_PROBLEM TO WORK ON_
Give the lines below again exactly, starting with the line that holds "with default settings." and going on through the line that holds "pub async fn create(dir: impl".

_THE DATA_
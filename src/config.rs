//! Configuration file handling.
//!
//! The configuration file is stored at `$LEDGER_TREE_HOME/config.json` and holds the ledger API
//! location, the page sizes and default sort of the tree view, and where exports are written.

use crate::tree::{PageSizes, SortKey};
use crate::{utils, Result};
use anyhow::{bail, Context};
use serde::{Deserialize, Serialize};
use std::path::{Path, PathBuf};
use url::Url;

const APP_NAME: &str = "ledger-tree";
const CONFIG_VERSION: u8 = 1;
const CONFIG_JSON: &str = "config.json";
const EXPORTS: &str = "exports";

/// The `Config` object represents the configuration of the app. You instantiate it by providing
/// the path to `$LEDGER_TREE_HOME` and from there it loads `$LEDGER_TREE_HOME/config.json`.
#[derive(Debug, Clone)]
pub struct Config {
    root: PathBuf,
    config_path: PathBuf,
    config_file: ConfigFile,
    api_url: Option<Url>,
}

impl Config {
    /// Creates the home directory and an initial `config.json` with default settings.
    ///
    /// # Arguments
    /// - `dir` - The directory that will be the home directory, e.g. `$HOME/ledger-tree`
    /// - `api_url` - The base URL of the ledger API. Without it, data can only be read from files.
    ///
    /// # Errors
    /// - Returns an error if the URL is invalid, a config file already exists, or any file
    ///   operation fails.
    pub async fn create(dir: impl Into<PathBuf>, api_url: Option<&str>) -> Result<Self> {
        let api_url = api_url.map(parse_api_url).transpose()?;

        let maybe_relative = dir.into();
        utils::make_dir(&maybe_relative)
            .await
            .context("Unable to create the ledger-tree home directory")?;
        let root = utils::canonicalize(&maybe_relative).await?;

        let config_path = root.join(CONFIG_JSON);
        if config_path.exists() {
            bail!(
                "A config file already exists at '{}'",
                config_path.display()
            )
        }

        let config_file = ConfigFile {
            api_url: api_url.as_ref().map(Url::to_string),
            ..ConfigFile::default()
        };
        config_file.save(&config_path).await?;

        Ok(Self {
            root,
            config_path,
            config_file,
            api_url,
        })
    }

    /// Validates that the home directory and its config file exist, then loads the config file.
    pub async fn load(home: impl Into<PathBuf>) -> Result<Self> {
        let maybe_relative = home.into();
        let root = utils::canonicalize(&maybe_relative)
            .await
            .context("The ledger-tree home directory is missing, run init first")?;

        let config_path = root.join(CONFIG_JSON);
        if !config_path.is_file() {
            bail!("The config file is missing '{}'", config_path.display())
        }
        let config_file = ConfigFile::load(&config_path).await?;
        let api_url = config_file
            .api_url
            .as_deref()
            .map(parse_api_url)
            .transpose()?;

        Ok(Self {
            root,
            config_path,
            config_file,
            api_url,
        })
    }

    pub fn root(&self) -> &Path {
        &self.root
    }

    pub fn config_path(&self) -> &Path {
        &self.config_path
    }

    /// The base URL of the ledger API, if one is configured.
    pub fn api_url(&self) -> Option<&Url> {
        self.api_url.as_ref()
    }

    pub fn api_token(&self) -> Option<&str> {
        self.config_file.api_token.as_deref()
    }

    pub fn page_sizes(&self) -> PageSizes {
        self.config_file.page_sizes
    }

    /// The sort key used when none is given on the command line.
    pub fn sort(&self) -> SortKey {
        self.config_file.sort
    }

    /// Returns the configured exports directory, resolving a relative path against the home
    /// directory. Defaults to `$LEDGER_TREE_HOME/exports`.
    pub fn exports_dir(&self) -> PathBuf {
        match &self.config_file.exports_dir {
            Some(p) if p.is_absolute() => p.clone(),
            Some(p) => self.root.join(p),
            None => self.root.join(EXPORTS),
        }
    }
}

fn parse_api_url(s: &str) -> Result<Url> {
    let url = Url::parse(s).with_context(|| format!("Invalid API URL '{s}'"))?;
    if url.cannot_be_a_base() {
        bail!("The API URL '{s}' cannot be used as a base URL")
    }
    Ok(url)
}

/// Represents the serialization and deserialization format of the configuration file.
///
/// Example configuration:
/// ```json
/// {
///   "app_name": "ledger-tree",
///   "config_version": 1,
///   "api_url": "https://finance.example.org/api/v1",
///   "api_token": null,
///   "page_sizes": { "mothers": 10, "children": 10, "grandchildren": 10 },
///   "sort": "value",
///   "exports_dir": null
/// }
/// ```
#[derive(Debug, Clone, Serialize, Deserialize, Eq, PartialEq)]
struct ConfigFile {
    /// Application name, should always be "ledger-tree"
    app_name: String,

    /// Configuration file version
    config_version: u8,

    /// Base URL of the ledger API
    #[serde(default)]
    api_url: Option<String>,

    /// Bearer token sent to the ledger API
    #[serde(default)]
    api_token: Option<String>,

    #[serde(default)]
    page_sizes: PageSizes,

    #[serde(default)]
    sort: SortKey,

    /// Where exports are written (optional, relative to the home directory or absolute)
    #[serde(default)]
    exports_dir: Option<PathBuf>,
}

impl Default for ConfigFile {
    fn default() -> Self {
        Self {
            app_name: APP_NAME.to_string(),
            config_version: CONFIG_VERSION,
            api_url: None,
            api_token: None,
            page_sizes: PageSizes::default(),
            sort: SortKey::default(),
            exports_dir: None,
        }
    }
}

impl ConfigFile {
    /// Loads a ConfigFile from `path`, checking that it belongs to this application.
    ///
    /// # Errors
    /// Returns an error if the file cannot be read or parsed
    async fn load(path: impl AsRef<Path>) -> Result<Self> {
        let path = path.as_ref();
        let config: ConfigFile = utils::deserialize(path).await?;

        anyhow::ensure!(
            config.app_name == APP_NAME,
            "Invalid app_name in config file: expected '{}', got '{}'",
            APP_NAME,
            config.app_name
        );

        Ok(config)
    }

    async fn save(&self, path: impl AsRef<Path>) -> Result<()> {
        let p = path.as_ref();
        let data = serde_json::to_string_pretty(self).context("Unable to serialize config")?;
        utils::write(p, data)
            .await
            .context("Unable to write config file")
    }
}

_EXPECTED OUTPUT_
    /// Creates the home directory and an initial `config.json` with default settings.
    ///
    /// # Arguments
    /// - `dir` - The directory that will be the home directory, e.g. `$HOME/ledger-tree`
    /// - `api_url` - The base URL of the ledger API. Without it, data can only be read from files.
    ///
    /// # Errors
    /// - Returns an error if the URL is invalid, a config file already exists, or any file
    ///   operation fails.
    pub async fn create(dir: impl Into<PathBuf>, api_url: Option<&str>) -> Result<Self> {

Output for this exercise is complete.